Across the entries that follow, count the lines with the string "HttpGraphClient" and reply with that count alone.

---

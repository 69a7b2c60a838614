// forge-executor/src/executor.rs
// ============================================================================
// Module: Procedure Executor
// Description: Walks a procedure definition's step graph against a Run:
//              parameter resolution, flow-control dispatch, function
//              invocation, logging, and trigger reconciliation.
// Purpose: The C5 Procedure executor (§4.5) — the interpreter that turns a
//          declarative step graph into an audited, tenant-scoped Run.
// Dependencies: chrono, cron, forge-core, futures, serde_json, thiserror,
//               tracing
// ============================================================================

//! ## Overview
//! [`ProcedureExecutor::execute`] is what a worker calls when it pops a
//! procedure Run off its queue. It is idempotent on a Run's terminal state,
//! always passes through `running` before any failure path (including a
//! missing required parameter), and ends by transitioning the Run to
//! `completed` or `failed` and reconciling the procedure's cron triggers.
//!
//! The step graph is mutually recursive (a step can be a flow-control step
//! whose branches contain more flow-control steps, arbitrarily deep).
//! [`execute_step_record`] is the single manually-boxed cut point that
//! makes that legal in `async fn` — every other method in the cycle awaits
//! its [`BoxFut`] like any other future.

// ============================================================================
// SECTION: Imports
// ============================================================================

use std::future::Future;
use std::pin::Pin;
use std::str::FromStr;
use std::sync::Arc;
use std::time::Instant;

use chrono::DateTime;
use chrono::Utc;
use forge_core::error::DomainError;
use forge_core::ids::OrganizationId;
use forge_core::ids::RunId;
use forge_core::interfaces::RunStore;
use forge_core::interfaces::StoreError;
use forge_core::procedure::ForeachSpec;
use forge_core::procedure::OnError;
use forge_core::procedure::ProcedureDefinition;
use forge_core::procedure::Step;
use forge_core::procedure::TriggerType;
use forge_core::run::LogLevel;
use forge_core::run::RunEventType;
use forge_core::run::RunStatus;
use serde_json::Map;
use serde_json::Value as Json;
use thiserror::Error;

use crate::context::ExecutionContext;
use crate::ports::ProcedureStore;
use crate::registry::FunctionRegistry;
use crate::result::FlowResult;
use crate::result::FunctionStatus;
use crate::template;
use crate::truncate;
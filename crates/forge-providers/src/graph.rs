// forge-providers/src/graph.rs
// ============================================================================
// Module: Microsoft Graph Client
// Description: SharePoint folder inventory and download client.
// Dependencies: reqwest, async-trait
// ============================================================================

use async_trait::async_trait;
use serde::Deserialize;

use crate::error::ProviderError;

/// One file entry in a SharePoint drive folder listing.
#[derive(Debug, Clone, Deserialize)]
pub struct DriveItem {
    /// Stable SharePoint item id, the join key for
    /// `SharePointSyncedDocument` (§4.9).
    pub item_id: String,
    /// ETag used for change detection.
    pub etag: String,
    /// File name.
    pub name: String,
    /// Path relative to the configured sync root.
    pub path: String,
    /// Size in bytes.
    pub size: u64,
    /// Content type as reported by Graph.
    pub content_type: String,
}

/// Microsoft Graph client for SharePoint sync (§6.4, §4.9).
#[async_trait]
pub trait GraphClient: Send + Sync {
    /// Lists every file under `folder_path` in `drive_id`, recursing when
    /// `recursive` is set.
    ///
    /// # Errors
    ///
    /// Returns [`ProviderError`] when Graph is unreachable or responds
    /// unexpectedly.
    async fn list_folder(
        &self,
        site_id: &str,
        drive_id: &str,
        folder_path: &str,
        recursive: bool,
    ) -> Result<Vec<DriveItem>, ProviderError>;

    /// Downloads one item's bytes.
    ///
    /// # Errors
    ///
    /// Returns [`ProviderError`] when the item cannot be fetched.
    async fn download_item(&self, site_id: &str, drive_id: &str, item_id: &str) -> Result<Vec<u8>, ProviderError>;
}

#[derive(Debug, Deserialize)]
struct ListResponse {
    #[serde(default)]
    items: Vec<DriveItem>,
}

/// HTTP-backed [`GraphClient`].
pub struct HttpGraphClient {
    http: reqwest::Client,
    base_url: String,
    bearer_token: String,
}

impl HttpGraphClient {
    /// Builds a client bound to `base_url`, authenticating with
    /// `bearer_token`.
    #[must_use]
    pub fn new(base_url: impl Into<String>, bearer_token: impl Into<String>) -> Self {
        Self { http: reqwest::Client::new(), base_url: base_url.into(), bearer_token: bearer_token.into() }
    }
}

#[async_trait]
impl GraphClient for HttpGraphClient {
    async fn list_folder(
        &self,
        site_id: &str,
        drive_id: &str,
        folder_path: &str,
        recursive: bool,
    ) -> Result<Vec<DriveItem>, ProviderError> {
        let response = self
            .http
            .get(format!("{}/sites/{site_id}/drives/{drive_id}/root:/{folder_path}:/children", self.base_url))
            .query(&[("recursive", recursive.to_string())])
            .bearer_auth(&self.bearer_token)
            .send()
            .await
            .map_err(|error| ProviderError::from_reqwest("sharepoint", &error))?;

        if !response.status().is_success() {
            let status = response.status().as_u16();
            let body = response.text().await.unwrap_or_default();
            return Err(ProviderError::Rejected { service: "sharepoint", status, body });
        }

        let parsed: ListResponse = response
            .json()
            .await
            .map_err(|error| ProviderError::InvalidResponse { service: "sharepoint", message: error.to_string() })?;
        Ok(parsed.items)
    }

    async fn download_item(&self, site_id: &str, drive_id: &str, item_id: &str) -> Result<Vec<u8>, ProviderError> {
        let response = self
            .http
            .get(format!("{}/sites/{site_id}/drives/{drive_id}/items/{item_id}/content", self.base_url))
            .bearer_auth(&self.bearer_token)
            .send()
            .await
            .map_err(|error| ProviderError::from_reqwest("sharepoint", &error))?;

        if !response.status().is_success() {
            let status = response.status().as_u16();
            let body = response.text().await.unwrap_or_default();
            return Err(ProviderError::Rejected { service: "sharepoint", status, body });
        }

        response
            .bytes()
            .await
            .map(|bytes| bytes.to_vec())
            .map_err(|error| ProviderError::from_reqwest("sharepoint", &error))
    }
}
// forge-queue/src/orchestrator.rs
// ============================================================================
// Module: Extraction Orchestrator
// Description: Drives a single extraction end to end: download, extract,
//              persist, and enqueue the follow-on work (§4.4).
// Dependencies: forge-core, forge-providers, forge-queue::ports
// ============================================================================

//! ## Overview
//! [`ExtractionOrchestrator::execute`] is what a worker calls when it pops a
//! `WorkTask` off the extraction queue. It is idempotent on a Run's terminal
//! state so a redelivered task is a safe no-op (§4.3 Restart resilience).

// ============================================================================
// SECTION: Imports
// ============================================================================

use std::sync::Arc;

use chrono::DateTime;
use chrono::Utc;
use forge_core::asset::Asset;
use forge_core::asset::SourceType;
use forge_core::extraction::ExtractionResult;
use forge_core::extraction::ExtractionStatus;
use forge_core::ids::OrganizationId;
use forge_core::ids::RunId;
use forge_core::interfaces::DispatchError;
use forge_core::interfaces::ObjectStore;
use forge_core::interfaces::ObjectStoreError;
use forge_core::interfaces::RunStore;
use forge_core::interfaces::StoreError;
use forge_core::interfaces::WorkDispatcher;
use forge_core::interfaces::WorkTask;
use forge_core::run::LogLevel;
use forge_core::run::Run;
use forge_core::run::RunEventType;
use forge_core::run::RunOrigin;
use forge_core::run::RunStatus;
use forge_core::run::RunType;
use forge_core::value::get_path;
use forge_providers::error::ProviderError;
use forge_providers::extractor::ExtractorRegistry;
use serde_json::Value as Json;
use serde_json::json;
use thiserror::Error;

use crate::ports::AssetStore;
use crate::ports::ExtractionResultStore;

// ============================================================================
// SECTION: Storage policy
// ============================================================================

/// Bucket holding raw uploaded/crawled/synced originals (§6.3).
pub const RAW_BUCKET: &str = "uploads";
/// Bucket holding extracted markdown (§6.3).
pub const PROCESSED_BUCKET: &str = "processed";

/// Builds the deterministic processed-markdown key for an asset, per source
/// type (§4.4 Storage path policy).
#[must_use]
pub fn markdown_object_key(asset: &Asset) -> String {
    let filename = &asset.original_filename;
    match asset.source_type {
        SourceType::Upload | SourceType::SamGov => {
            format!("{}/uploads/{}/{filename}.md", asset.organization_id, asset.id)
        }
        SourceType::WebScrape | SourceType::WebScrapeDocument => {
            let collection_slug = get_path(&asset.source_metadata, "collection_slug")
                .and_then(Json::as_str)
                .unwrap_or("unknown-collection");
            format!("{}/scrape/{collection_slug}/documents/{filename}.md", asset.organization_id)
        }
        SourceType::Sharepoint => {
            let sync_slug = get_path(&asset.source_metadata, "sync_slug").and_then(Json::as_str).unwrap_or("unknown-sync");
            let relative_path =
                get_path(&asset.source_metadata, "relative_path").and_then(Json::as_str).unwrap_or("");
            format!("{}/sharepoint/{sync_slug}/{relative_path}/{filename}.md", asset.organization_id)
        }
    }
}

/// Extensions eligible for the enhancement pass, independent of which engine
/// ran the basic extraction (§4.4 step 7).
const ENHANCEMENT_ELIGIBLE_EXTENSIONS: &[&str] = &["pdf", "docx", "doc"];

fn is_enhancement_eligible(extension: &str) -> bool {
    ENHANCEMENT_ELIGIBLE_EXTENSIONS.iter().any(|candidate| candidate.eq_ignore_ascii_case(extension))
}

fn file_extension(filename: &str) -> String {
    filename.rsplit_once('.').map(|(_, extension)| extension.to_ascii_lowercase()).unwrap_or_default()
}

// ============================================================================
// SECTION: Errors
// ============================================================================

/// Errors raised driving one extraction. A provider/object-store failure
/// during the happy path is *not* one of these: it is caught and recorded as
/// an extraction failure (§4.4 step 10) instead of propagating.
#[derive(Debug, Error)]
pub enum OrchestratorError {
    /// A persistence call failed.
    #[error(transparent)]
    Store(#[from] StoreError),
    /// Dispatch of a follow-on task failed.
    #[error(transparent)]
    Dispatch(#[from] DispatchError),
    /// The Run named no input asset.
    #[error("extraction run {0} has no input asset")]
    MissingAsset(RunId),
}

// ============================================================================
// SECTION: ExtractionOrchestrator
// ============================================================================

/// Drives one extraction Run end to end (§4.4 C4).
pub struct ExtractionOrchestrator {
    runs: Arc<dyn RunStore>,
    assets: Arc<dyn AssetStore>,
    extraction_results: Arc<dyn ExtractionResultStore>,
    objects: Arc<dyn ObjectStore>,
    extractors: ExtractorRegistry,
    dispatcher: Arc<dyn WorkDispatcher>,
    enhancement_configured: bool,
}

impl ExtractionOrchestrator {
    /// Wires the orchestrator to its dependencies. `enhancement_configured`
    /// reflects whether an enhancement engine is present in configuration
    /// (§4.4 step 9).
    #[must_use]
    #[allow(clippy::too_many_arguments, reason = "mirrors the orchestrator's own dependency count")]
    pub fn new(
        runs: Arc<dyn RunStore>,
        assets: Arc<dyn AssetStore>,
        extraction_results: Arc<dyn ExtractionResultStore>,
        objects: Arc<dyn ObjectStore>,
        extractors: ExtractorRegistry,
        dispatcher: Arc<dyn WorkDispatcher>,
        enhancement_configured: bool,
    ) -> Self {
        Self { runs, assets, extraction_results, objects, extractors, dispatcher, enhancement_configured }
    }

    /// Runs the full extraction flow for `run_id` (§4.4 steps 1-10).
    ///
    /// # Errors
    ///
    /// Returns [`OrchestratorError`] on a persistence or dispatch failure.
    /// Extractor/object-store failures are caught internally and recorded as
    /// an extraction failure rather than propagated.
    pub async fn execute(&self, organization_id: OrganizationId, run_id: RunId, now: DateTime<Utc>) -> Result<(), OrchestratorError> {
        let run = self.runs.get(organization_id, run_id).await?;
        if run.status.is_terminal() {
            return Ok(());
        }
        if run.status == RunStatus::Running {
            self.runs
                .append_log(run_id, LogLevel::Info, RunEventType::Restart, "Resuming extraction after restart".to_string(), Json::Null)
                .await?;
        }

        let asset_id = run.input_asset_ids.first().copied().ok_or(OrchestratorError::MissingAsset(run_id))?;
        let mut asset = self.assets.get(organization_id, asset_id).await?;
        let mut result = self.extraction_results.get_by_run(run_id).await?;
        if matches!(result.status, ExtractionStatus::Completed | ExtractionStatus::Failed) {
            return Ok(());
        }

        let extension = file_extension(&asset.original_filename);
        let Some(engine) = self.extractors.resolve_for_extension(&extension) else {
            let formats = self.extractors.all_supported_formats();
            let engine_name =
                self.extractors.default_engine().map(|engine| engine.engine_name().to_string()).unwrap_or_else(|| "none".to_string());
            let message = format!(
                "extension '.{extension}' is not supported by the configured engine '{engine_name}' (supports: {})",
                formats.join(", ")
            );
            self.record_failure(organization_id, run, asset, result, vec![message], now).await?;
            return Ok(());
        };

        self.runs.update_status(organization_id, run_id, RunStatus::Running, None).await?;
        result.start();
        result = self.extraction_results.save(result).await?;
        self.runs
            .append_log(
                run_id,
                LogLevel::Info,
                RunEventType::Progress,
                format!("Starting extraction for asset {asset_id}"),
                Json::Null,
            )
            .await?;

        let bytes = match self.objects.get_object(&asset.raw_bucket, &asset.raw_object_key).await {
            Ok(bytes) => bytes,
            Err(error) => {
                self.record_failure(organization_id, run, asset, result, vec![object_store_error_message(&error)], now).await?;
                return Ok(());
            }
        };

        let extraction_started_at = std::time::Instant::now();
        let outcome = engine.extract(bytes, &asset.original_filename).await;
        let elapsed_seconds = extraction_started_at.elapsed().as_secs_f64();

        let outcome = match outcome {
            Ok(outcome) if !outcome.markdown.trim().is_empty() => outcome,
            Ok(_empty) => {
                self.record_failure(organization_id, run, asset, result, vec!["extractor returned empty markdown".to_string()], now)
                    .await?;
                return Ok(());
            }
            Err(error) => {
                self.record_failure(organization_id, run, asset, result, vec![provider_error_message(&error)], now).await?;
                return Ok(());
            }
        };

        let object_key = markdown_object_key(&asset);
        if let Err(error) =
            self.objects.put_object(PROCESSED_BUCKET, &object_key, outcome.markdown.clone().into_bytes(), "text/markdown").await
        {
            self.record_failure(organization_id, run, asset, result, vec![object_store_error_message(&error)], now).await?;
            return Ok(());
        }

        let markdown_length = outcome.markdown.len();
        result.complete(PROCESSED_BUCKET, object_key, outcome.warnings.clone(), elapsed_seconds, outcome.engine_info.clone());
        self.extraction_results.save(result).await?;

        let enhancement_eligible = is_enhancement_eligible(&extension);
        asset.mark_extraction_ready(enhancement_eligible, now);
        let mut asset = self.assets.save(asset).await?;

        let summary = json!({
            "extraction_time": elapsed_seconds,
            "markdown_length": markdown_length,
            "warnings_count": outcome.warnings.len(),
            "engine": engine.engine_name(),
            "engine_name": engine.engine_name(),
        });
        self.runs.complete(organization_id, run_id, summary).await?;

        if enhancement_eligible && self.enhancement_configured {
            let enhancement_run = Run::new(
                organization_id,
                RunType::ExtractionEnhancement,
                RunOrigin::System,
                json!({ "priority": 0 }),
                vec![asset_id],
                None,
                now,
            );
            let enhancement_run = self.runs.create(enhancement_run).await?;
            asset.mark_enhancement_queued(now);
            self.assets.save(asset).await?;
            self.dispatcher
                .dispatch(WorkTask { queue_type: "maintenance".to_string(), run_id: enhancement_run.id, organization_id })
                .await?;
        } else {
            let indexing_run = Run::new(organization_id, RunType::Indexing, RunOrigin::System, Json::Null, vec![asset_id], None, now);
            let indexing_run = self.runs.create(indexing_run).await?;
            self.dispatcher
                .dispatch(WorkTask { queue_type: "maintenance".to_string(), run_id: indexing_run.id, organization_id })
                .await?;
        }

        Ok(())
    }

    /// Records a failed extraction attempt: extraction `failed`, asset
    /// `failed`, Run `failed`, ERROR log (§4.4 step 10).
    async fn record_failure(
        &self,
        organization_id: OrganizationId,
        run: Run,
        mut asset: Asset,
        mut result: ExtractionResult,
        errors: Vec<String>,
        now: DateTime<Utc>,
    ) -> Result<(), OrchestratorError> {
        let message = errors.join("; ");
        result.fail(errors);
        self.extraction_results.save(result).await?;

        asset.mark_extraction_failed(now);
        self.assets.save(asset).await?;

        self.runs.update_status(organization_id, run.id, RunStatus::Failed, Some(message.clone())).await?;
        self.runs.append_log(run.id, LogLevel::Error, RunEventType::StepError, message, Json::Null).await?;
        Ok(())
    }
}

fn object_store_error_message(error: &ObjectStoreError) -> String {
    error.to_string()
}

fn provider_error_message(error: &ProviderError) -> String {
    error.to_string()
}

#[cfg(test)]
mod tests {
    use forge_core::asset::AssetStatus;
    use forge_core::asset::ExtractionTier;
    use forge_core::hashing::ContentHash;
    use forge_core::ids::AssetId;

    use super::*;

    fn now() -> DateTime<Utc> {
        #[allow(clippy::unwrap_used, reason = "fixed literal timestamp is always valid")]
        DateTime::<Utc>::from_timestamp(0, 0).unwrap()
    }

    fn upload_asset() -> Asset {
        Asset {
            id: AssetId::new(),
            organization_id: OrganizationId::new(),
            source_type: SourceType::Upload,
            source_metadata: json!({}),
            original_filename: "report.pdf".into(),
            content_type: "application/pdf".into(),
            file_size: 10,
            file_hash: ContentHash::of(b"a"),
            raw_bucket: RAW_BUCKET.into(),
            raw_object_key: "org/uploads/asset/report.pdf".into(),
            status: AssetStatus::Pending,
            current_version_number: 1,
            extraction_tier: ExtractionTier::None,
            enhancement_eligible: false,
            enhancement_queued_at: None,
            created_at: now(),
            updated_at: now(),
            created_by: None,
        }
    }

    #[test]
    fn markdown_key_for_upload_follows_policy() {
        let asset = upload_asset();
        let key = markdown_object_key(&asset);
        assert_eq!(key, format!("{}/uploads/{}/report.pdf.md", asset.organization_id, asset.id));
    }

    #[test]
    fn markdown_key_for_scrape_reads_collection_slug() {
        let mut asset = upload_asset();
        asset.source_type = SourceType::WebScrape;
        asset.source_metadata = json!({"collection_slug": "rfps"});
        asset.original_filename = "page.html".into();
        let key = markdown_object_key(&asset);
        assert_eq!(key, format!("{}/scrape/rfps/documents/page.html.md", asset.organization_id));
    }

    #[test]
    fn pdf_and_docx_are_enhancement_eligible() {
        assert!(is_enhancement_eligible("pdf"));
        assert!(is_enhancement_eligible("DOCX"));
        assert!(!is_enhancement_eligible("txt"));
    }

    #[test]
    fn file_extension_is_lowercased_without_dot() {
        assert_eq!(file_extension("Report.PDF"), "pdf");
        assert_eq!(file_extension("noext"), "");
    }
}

---

Response to the exercise: 3